Still awaiting action is the dream of the Creek on the Blue Mile, a public-private partnership that envisions a waterway and linear park lined with bars and restaurants. So far, it exists on paper and in the form of a concreted-lined drainage ditch.
Statesboro took a step this spring in the evolution from town to city when it launched its first regular public transportation. The Statesboro Area Transit System is based inside the city limits with four small buses covering two routes. The Coastal Regional Commission is managing the system for the city, and it is funded by a combination of federal dollars channeled through the Georgia Department of Transportation and T-SPLOST funds, the mayor says.
“The goal is to allow it to expand based on need. We’re already getting commentary from citizens saying we need the buses to go in this area or that area,” McCollar says.
He is particularly proud of Statesboro’s recent work on housing in its older neighborhoods. The city has extended municipally owned water, sewer and gas service to recently annexed areas and has repaired dilapidated homes, replacing three that were too deteriorated to save.
Just as Statesboro is taking steps to adapt to growth and change, so is Bulloch County, which is why many expect agriculture, education and industry to continue to flourish there.
Local Flavor
Bulloch’s Pro Soccer Team
BULLOCH COUNTY IS TAKING ON a bit of international flair, and it’s not just from incoming European and Asian manufacturers or the growing university based there. Athletes are playing the world’s version of football – soccer – on a professional level in a newly constructed soccer stadium that used to be a cotton field.
The team is Tormenta FC – “tormenta” is Spanish for storm and the “FC” is for football club.
“In our crest, the animal that’s in there is an ibis, and the ibis is known for its bravery in a storm – the last to leave when a storm approaches and the first one back.
I just say if you have the audacity to play professional soccer in football-crazy South Georgia, you’d better be brave,” says Darin Van Tassell, who co-owns the team with his wife, Netra.
Pro soccer has a hierarchy, and atop the heap in Georgia is Atlanta United, part of Major League Soccer Division 1. Tormenta FC is a couple tiers down, a professional team paying a living wage and whose players have prospects of moving up. Tormenta FC 1 is part of the 12-team USL League One, (Division 3), and plays matches as far away as Fresno. Tormenta also has pre-professional men’s and women’s teams.
“We are the defending national champions in both the men’s and women’s teams,” says Van Tassell. “…There are only 12 teams that are professional for women, while there’s over 150 for men. That’s slowly changing.

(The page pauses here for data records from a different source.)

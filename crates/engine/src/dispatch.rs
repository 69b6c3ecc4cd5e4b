use crate::error::Result;
use crate::processor::process_source;
use crate::source::{Opener, Source};
use crate::stats::SourceResult;
use ccwc_core::{CountConfig, Counts};
use log::{debug, trace, warn};

/// Count every source concurrently and return the results in input order.
///
/// Each source gets its own worker thread, so a source that blocks on open
/// or read only delays its own row. Each task reports `(index, result)` and
/// the collector drops it into that index's slot, so completion order never
/// leaks into the output. An empty `sources` counts standard input as the
/// only, unnamed source.
///
/// Standard input is read by the first `-` only. Later `-` operands find it
/// already drained and count as empty.
///
/// # Errors
///
/// Only if the worker pool cannot be created. Per-source failures are stored
/// on the individual results.
pub fn dispatch<O>(
    sources: &[Source],
    opener: &O,
    config: CountConfig,
) -> Result<Vec<SourceResult>>
where
    O: Opener + ?Sized,
{
    if sources.is_empty() {
        debug!("no operands, reading standard input");
        return Ok(vec![process_source(&Source::ImplicitStdin, opener, config)]);
    }

    let stdin_reader = sources.iter().position(Source::is_stdin);
    debug!("dispatching {} sources", sources.len());

    let pool = rayon::ThreadPoolBuilder::new()
        .num_threads(sources.len())
        .thread_name(|i| format!("ccwc-worker-{i}"))
        .build()?;

    let (tx, rx) = crossbeam_channel::unbounded();
    pool.scope(|scope| {
        for (index, source) in sources.iter().enumerate() {
            let tx = tx.clone();
            let drained = source.is_stdin() && stdin_reader != Some(index);
            scope.spawn(move |_| {
                let result = if drained {
                    SourceResult::new(source.label().map(Into::into), Counts::new())
                } else {
                    process_source(source, opener, config)
                };
                trace!("source #{index} ({}) done", source.display_name());
                // the receiver outlives the scope
                let _ = tx.send((index, result));
            });
        }
    });
    drop(tx);

    let mut slots: Vec<Option<SourceResult>> =
        std::iter::repeat_with(|| None).take(sources.len()).collect();
    for (index, result) in rx {
        if let Some(err) = &result.error {
            warn!("{err}");
        }
        slots[index] = Some(result);
    }

    Ok(slots.into_iter().flatten().collect())
}

#[cfg(test)]
mod tests {
    use super::*;
    use crate::error::EngineError;
    use std::collections::HashMap;
    use std::io::{self, Cursor, Read};
    use std::path::PathBuf;
    use std::sync::atomic::{AtomicUsize, Ordering};
    use std::sync::{Arc, Barrier};
    use std::thread;
    use std::time::Duration;

    /// In-memory sources, each delayed before it is opened.
    struct Fixture {
        files: HashMap<PathBuf, (&'static str, u64)>,
    }

    impl Fixture {
        fn new(entries: &[(&str, &'static str, u64)]) -> Self {
            let files = entries
                .iter()
                .map(|(name, body, delay)| (PathBuf::from(name), (*body, *delay)))
                .collect();
            Self { files }
        }
    }

    impl Opener for Fixture {
        fn open(&self, source: &Source) -> io::Result<Box<dyn Read + Send>> {
            let Source::Path(path) = source else {
                return Err(io::Error::other("stdin not available"));
            };
            let (body, delay) = self
                .files
                .get(path)
                .ok_or_else(|| io::Error::from(io::ErrorKind::NotFound))?;
            thread::sleep(Duration::from_millis(*delay));
            Ok(Box::new(Cursor::new(body.as_bytes())))
        }
    }

    fn sources(names: &[&str]) -> Vec<Source> {
        names.iter().map(|n| Source::from_operand(*n)).collect()
    }

    fn labels(results: &[SourceResult]) -> Vec<&str> {
        results.iter().map(|r| r.label.as_deref().unwrap()).collect()
    }

    #[test]
    fn order_follows_input_not_completion() {
        let fixture = Fixture::new(&[
            ("slow", "a b c\n", 80),
            ("medium", "d e\n", 40),
            ("fast", "f\n", 0),
        ]);
        for names in [
            ["slow", "medium", "fast"],
            ["fast", "medium", "slow"],
            ["medium", "fast", "slow"],
        ] {
            let results = dispatch(&sources(&names), &fixture, CountConfig::default()).unwrap();
            assert_eq!(labels(&results), names);
        }
    }

    #[test]
    fn counts_land_in_the_right_slot() {
        let fixture = Fixture::new(&[("three", "a b c\n", 30), ("one", "x\n", 0)]);
        let results = dispatch(
            &sources(&["three", "one"]),
            &fixture,
            CountConfig::default(),
        )
        .unwrap();
        assert_eq!(results[0].counts.words, 3);
        assert_eq!(results[1].counts.words, 1);
    }

    #[test]
    fn failing_source_does_not_affect_others() {
        let fixture = Fixture::new(&[("a", "one two\n", 20), ("c", "three\n", 0)]);
        let results = dispatch(
            &sources(&["a", "missing", "c"]),
            &fixture,
            CountConfig::default(),
        )
        .unwrap();
        assert_eq!(labels(&results), ["a", "missing", "c"]);
        assert!(results[0].error.is_none());
        assert!(matches!(results[1].error, Some(EngineError::Open { .. })));
        assert_eq!(results[1].counts, ccwc_core::Counts::default());
        assert_eq!(results[2].counts.words, 1);
    }

    #[test]
    fn single_worker_still_preserves_order() {
        let fixture = Fixture::new(&[("a", "1\n", 10), ("b", "2 2\n", 0), ("c", "", 5)]);
        let results =
            dispatch(&sources(&["c", "b", "a"]), &fixture, CountConfig::default()).unwrap();
        assert_eq!(labels(&results), ["c", "b", "a"]);
        assert_eq!(results[0].counts, ccwc_core::Counts::default());
    }

    #[test]
    fn no_sources_means_implicit_stdin() {
        let fixture = Fixture::new(&[]);
        let results = dispatch(&[], &fixture, CountConfig::default()).unwrap();
        assert_eq!(results.len(), 1);
        assert_eq!(results[0].label, None);
        assert!(results[0].error.is_some());
    }

    /// Every open waits until all sources have started opening.
    struct Rendezvous(Barrier);

    impl Opener for Rendezvous {
        fn open(&self, _source: &Source) -> io::Result<Box<dyn Read + Send>> {
            self.0.wait();
            Ok(Box::new(Cursor::new(&b"x\n"[..])))
        }
    }

    #[test]
    fn blocked_source_does_not_hold_back_others() {
        let names = ["a", "b", "c", "d", "e", "f", "g", "h"];
        let opener = Arc::new(Rendezvous(Barrier::new(names.len())));
        let (done_tx, done_rx) = crossbeam_channel::bounded(1);

        thread::spawn(move || {
            let results = dispatch(&sources(&names), &*opener, CountConfig::default());
            let _ = done_tx.send(results);
        });

        let results = done_rx
            .recv_timeout(Duration::from_secs(10))
            .expect("every source should get its own task")
            .unwrap();
        assert_eq!(results.len(), names.len());
        assert!(results.iter().all(|r| r.counts.lines == 1));
    }

    /// Serves a fixed body as standard input and counts how often it is opened.
    struct Piped {
        body: Vec<u8>,
        opens: AtomicUsize,
    }

    impl Opener for Piped {
        fn open(&self, source: &Source) -> io::Result<Box<dyn Read + Send>> {
            assert!(source.is_stdin());
            self.opens.fetch_add(1, Ordering::SeqCst);
            Ok(Box::new(Cursor::new(self.body.clone())))
        }
    }

    #[test]
    fn repeated_dash_reads_stdin_once() {
        let opener = Piped {
            body: "€".repeat(100_000).into_bytes(),
            opens: AtomicUsize::new(0),
        };
        let results = dispatch(
            &[Source::Stdin, Source::Stdin, Source::Stdin],
            &opener,
            CountConfig::default(),
        )
        .unwrap();

        assert_eq!(opener.opens.load(Ordering::SeqCst), 1);
        assert_eq!(labels(&results), ["-", "-", "-"]);
        assert_eq!(results[0].counts.chars, 100_000);
        assert_eq!(results[0].counts.bytes, 300_000);
        assert_eq!(results[1].counts, ccwc_core::Counts::default());
        assert_eq!(results[2].counts, ccwc_core::Counts::default());
        assert!(results.iter().all(|r| r.error.is_none()));
    }
}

Our women are pre-professional and many of them still play in the NCAA.”
Many of the men’s team players are Americans, including three younger players this year who came up through Van Tassell’s soccer academy. The coach is Scottish and players on this year’s 23-man roster include representatives from Australia, England, Brazil and Ghana, for example.

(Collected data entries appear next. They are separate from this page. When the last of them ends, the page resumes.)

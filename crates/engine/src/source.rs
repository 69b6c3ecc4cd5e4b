use std::borrow::Cow;
use std::fs::File;
use std::io::{self, Read};
use std::path::{Path, PathBuf};

/// Operand that names standard input.
pub const STDIN_OPERAND: &str = "-";

/// One logical input.
#[derive(Debug, Clone, PartialEq, Eq, Hash)]
pub enum Source {
    /// Standard input read because no operand was given. Printed without a name.
    ImplicitStdin,
    /// Standard input requested with `-`.
    Stdin,
    Path(PathBuf),
}

impl Source {
    pub fn from_operand(operand: impl Into<PathBuf>) -> Self {
        let path = operand.into();
        if path.as_os_str() == STDIN_OPERAND {
            Self::Stdin
        } else {
            Self::Path(path)
        }
    }

    /// Name printed after the counts.
    #[must_use]
    pub fn label(&self) -> Option<Cow<'_, str>> {
        match self {
            Self::ImplicitStdin => None,
            Self::Stdin => Some(Cow::Borrowed(STDIN_OPERAND)),
            Self::Path(path) => Some(path.to_string_lossy()),
        }
    }

    /// Name used in diagnostics.
    #[must_use]
    pub fn display_name(&self) -> Cow<'_, str> {
        match self {
            Self::ImplicitStdin | Self::Stdin => Cow::Borrowed("standard input"),
            Self::Path(path) => path.to_string_lossy(),
        }
    }

    #[must_use]
    pub const fn is_stdin(&self) -> bool {
        matches!(self, Self::ImplicitStdin | Self::Stdin)
    }
}

impl From<&Path> for Source {
    fn from(path: &Path) -> Self {
        Self::from_operand(path)
    }
}

/// Opens the byte stream behind a [`Source`].
///
/// Implementations are shared by every worker, hence `Sync`.
pub trait Opener: Sync {
    /// # Errors
    ///
    /// Returns the I/O error that prevented the source from being opened.
    fn open(&self, source: &Source) -> io::Result<Box<dyn Read + Send>>;
}

/// Opens files on disk and the process's standard input.
#[derive(Debug, Clone, Copy, Default)]
pub struct FsOpener;

impl Opener for FsOpener {
    fn open(&self, source: &Source) -> io::Result<Box<dyn Read + Send>> {
        match source {
            Source::ImplicitStdin | Source::Stdin => Ok(Box::new(io::stdin())),
            Source::Path(path) => Ok(Box::new(File::open(path)?)),
        }
    }
}
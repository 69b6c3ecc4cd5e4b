use ccwc_cli::args::Args;
use ccwc_cli::presentation::PROGRAM;
use clap::Parser;
use std::process::ExitCode;

fn main() -> ExitCode {
    env_logger::init();

    // Usage errors exit here with status 2; --help and --version with 0.
    let args = Args::parse();

    match ccwc_cli::run(args) {
        Ok(()) => ExitCode::SUCCESS,
        Err(e) if e.is_broken_pipe() => ExitCode::SUCCESS,
        Err(e) => {
            eprintln!("{PROGRAM}: {e}");
            ExitCode::FAILURE
        }
    }
}
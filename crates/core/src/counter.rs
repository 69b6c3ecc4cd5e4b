use crate::config::CountConfig;
use crate::decode::{CodePoint, Decoder};
use crate::stats::Counts;

/// Incremental counting state for a single source.
///
/// Feed code points with [`Tally::push`] (or [`Extend`]) and call
/// [`Tally::finish`] once the source is exhausted.
#[derive(Debug, Clone)]
pub struct Tally {
    config: CountConfig,
    counts: Counts,
    /// The previous code point separated words. A source starts on a boundary.
    after_separator: bool,
    line_width: u64,
}

impl Tally {
    #[must_use]
    pub const fn new(config: CountConfig) -> Self {
        Self {
            config,
            counts: Counts::new(),
            after_separator: true,
            line_width: 0,
        }
    }

    pub fn push(&mut self, cp: CodePoint) {
        self.counts.bytes += cp.encoded_len() as u64;
        self.line_width += 1;

        let separator = match cp {
            CodePoint::Scalar(ch) => {
                self.counts.chars += 1;
                if ch == '\n' {
                    self.counts.lines += 1;
                    self.end_line();
                }
                self.config.is_word_separator(ch)
            }
            CodePoint::Invalid(_) => false,
        };

        if !separator && self.after_separator {
            self.counts.words += 1;
        }
        self.after_separator = separator;
    }

    /// Counts accumulated so far, without the still-open line's width.
    #[must_use]
    pub const fn counts(&self) -> Counts {
        self.counts
    }

    /// Closes the source. An unterminated last line still contributes its
    /// width but is not counted as a line.
    #[must_use]
    pub fn finish(mut self) -> Counts {
        self.end_line();
        self.counts
    }

    fn end_line(&mut self) {
        self.counts.max_line_width = self.counts.max_line_width.max(self.line_width);
        self.line_width = 0;
    }
}

impl Extend<CodePoint> for Tally {
    fn extend<I: IntoIterator<Item = CodePoint>>(&mut self, iter: I) {
        for cp in iter {
            self.push(cp);
        }
    }
}

/// Count a complete in-memory buffer.
#[must_use]
pub fn count_bytes(input: &[u8], config: CountConfig) -> Counts {
    let mut tally = Tally::new(config);
    tally.extend(Decoder::new(input));
    tally.finish()
}

#[must_use]
pub fn count_str(input: &str, config: CountConfig) -> Counts {
    let mut tally = Tally::new(config);
    tally.extend(input.chars().map(CodePoint::Scalar));
    tally.finish()
}
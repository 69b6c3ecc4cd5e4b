use core::iter::Sum;
use core::ops::{Add, AddAssign};

use crate::options::Field;

/// Pure counting result for one source, independent of where the bytes came from.
///
/// `bytes >= chars` holds for every value produced by [`crate::Tally`].
#[derive(Debug, Default, Clone, Copy, PartialEq, Eq, Hash)]
pub struct Counts {
    /// Number of line feeds.
    pub lines: u64,
    /// Number of maximal runs of non-separator code points.
    pub words: u64,
    /// Number of successfully decoded code points.
    pub chars: u64,
    /// Number of bytes, including undecodable ones.
    pub bytes: u64,
    /// Longest line, in code points.
    pub max_line_width: u64,
}

impl Counts {
    #[must_use]
    pub const fn new() -> Self {
        Self {
            lines: 0,
            words: 0,
            chars: 0,
            bytes: 0,
            max_line_width: 0,
        }
    }

    #[must_use]
    pub const fn get(&self, field: Field) -> u64 {
        match field {
            Field::Lines => self.lines,
            Field::Words => self.words,
            Field::Chars => self.chars,
            Field::Bytes => self.bytes,
            Field::MaxLineWidth => self.max_line_width,
        }
    }

    /// Folds `other` into `self`: every statistic is summed except the
    /// maximum line width, which keeps the larger value.
    pub fn merge(&mut self, other: &Self) {
        self.lines += other.lines;
        self.words += other.words;
        self.chars += other.chars;
        self.bytes += other.bytes;
        self.max_line_width = self.max_line_width.max(other.max_line_width);
    }
}

impl Add for Counts {
    type Output = Self;

    fn add(mut self, rhs: Self) -> Self::Output {
        self.merge(&rhs);
        self
    }
}

impl AddAssign for Counts {
    fn add_assign(&mut self, rhs: Self) {
        self.merge(&rhs);
    }
}

impl Sum for Counts {
    fn sum<I: Iterator<Item = Self>>(iter: I) -> Self {
        iter.fold(Self::new(), Add::add)
    }
}

impl<'a> Sum<&'a Counts> for Counts {
    fn sum<I: Iterator<Item = &'a Counts>>(iter: I) -> Self {
        iter.fold(Self::new(), |mut acc, c| {
            acc.merge(c);
            acc
        })
    }
}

Soccer, meanwhile, is having a moment in Georgia. Atlanta is one of 16 North American cities that will host a share of the 2026 FIFA World Cup, and the U.S. Soccer Federation announced in September that it will build its national training center in Atlanta.

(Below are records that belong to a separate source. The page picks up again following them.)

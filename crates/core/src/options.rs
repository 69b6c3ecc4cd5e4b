use core::fmt;

/// One reportable statistic, in canonical column order.
#[derive(Debug, Clone, Copy, PartialEq, Eq, PartialOrd, Ord, Hash)]
pub enum Field {
    Lines,
    Words,
    Chars,
    Bytes,
    MaxLineWidth,
}

impl Field {
    /// Column order used when statistics are requested explicitly.
    pub const ALL: [Self; 5] = [
        Self::Lines,
        Self::Words,
        Self::Chars,
        Self::Bytes,
        Self::MaxLineWidth,
    ];

    /// Columns printed when nothing was requested.
    pub const DEFAULT: [Self; 3] = [Self::Lines, Self::Words, Self::Bytes];
}

/// Which statistics the user asked for.
#[derive(Debug, Clone, Copy, Default, PartialEq, Eq)]
#[allow(clippy::struct_excessive_bools)]
pub struct Selection {
    pub lines: bool,
    pub words: bool,
    pub chars: bool,
    pub bytes: bool,
    pub max_line_width: bool,
}

impl Selection {
    /// No statistic was requested explicitly.
    #[must_use]
    pub const fn is_default(&self) -> bool {
        !(self.lines || self.words || self.chars || self.bytes || self.max_line_width)
    }

    #[must_use]
    pub const fn contains(&self, field: Field) -> bool {
        match field {
            Field::Lines => self.lines,
            Field::Words => self.words,
            Field::Chars => self.chars,
            Field::Bytes => self.bytes,
            Field::MaxLineWidth => self.max_line_width,
        }
    }

    /// Columns to print, in canonical order regardless of flag order.
    pub fn fields(&self) -> impl Iterator<Item = Field> + '_ {
        let explicit = !self.is_default();
        Field::ALL.into_iter().filter(move |&field| {
            if explicit {
                self.contains(field)
            } else {
                Field::DEFAULT.contains(&field)
            }
        })
    }
}

/// When the summary row is printed.
#[derive(Debug, Clone, Copy, Default, PartialEq, Eq)]
pub enum TotalsMode {
    /// Only when more than one source was counted.
    #[default]
    Auto,
    Always,
    /// Print the summary row alone.
    Only,
    Never,
}

impl TotalsMode {
    #[must_use]
    pub const fn as_str(self) -> &'static str {
        match self {
            Self::Auto => "auto",
            Self::Always => "always",
            Self::Only => "only",
            Self::Never => "never",
        }
    }

    /// Whether the columnar multi-source layout is used for `sources` results.
    #[must_use]
    pub const fn uses_table(self, sources: usize) -> bool {
        sources > 1 || matches!(self, Self::Always | Self::Only)
    }
}

impl fmt::Display for TotalsMode {
    fn fmt(&self, f: &mut fmt::Formatter<'_>) -> fmt::Result {
        f.write_str(self.as_str())
    }
}
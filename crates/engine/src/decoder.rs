use ccwc_core::CodePoint;
use ccwc_core::decode::{MAX_SEQUENCE_LEN, next_code_point};
use std::io::{self, ErrorKind, Read};

/// Default read buffer.
pub const DEFAULT_BUF_SIZE: usize = 64 * 1024;

/// Streams code points out of a reader.
///
/// At least [`MAX_SEQUENCE_LEN`] bytes are kept in view before decoding, so a
/// sequence split across two reads still decodes as one scalar. The first
/// read error is yielded once, after the bytes already buffered, and ends
/// the stream.
pub struct CodePoints<R> {
    reader: R,
    buf: Box<[u8]>,
    pos: usize,
    end: usize,
    eof: bool,
    error: Option<io::Error>,
}

impl<R: Read> CodePoints<R> {
    pub fn new(reader: R) -> Self {
        Self::with_capacity(DEFAULT_BUF_SIZE, reader)
    }

    pub fn with_capacity(capacity: usize, reader: R) -> Self {
        Self {
            reader,
            buf: vec![0; capacity.max(MAX_SEQUENCE_LEN)].into_boxed_slice(),
            pos: 0,
            end: 0,
            eof: false,
            error: None,
        }
    }

    /// Compacts the buffer and performs one read.
    fn fill(&mut self) -> io::Result<()> {
        if self.pos > 0 {
            self.buf.copy_within(self.pos..self.end, 0);
            self.end -= self.pos;
            self.pos = 0;
        }
        loop {
            match self.reader.read(&mut self.buf[self.end..]) {
                Ok(0) => {
                    self.eof = true;
                    return Ok(());
                }
                Ok(n) => {
                    self.end += n;
                    return Ok(());
                }
                Err(e) if e.kind() == ErrorKind::Interrupted => {}
                Err(e) => return Err(e),
            }
        }
    }
}

impl<R: Read> Iterator for CodePoints<R> {
    type Item = io::Result<CodePoint>;

    fn next(&mut self) -> Option<Self::Item> {
        loop {
            if !self.eof && self.end - self.pos < MAX_SEQUENCE_LEN {
                if let Err(e) = self.fill() {
                    self.error = Some(e);
                    self.eof = true;
                }
            }
            match next_code_point(&self.buf[self.pos..self.end], self.eof) {
                Some(cp) => {
                    self.pos += cp.encoded_len();
                    return Some(Ok(cp));
                }
                None if self.eof => return self.error.take().map(Err),
                // incomplete sequence, fewer than MAX_SEQUENCE_LEN bytes left
                None => {}
            }
        }
    }
}
// crates/cli/src/error.rs
use thiserror::Error;

#[derive(Debug, Error)]
pub enum AppError {
    #[error(transparent)]
    Engine(#[from] ccwc_engine::error::EngineError),

    #[error("write error: {0}")]
    Io(#[from] std::io::Error),
}

impl AppError {
    /// Standard output was closed by the reader (e.g. `ccwc big | head`).
    #[must_use]
    pub fn is_broken_pipe(&self) -> bool {
        matches!(self, Self::Io(e) if e.kind() == std::io::ErrorKind::BrokenPipe)
    }
}

pub type Result<T> = std::result::Result<T, AppError>;
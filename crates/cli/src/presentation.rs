// crates/cli/src/presentation.rs
use crate::config::Config;
use ccwc_engine::stats::RunResult;
use std::io::{self, Write};

/// Prefix for diagnostics on standard error.
pub const PROGRAM: &str = "ccwc";

/// Print per-source errors to stderr, then the report to stdout.
///
/// # Errors
///
/// Returns the first write error on either stream.
pub fn print_results(result: &RunResult, config: &Config) -> io::Result<()> {
    write_errors(&mut io::stderr().lock(), result)?;

    let mut out = io::stdout().lock();
    write_report(&mut out, result, config)?;
    out.flush()
}

/// One `ccwc: <name>: <reason>` line per failed source, in source order.
///
/// # Errors
///
/// Propagates write errors from `w`.
pub fn write_errors<W: Write>(w: &mut W, result: &RunResult) -> io::Result<()> {
    for err in result.errors() {
        writeln!(w, "{PROGRAM}: {err}")?;
    }
    Ok(())
}

/// # Errors
///
/// Propagates write errors from `w`.
pub fn write_report<W: Write>(w: &mut W, result: &RunResult, config: &Config) -> io::Result<()> {
    let text = result.render(&config.selection, config.totals);
    w.write_all(text.as_bytes())
}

“I was a sports person first, but if you are going to get into professional sports as an owner, you have to get into real estate,” says Van Tassell, who has parlayed his soccer team into a series of real-estate projects.
The stadium is part of a megaplex that he’s building in phases, and shaping residential, entertainment and hospitality around it – selling some parcels outright and leasing out others. That includes a family entertainment complex with go-carts and mini golf. “It has been the slow, slow growth of a small business that has led to this,” he adds.
But Van Tassell figures the numbers are on his side. The viewership of the Super Bowl is measured in millions; the World Cup records viewers in the billions.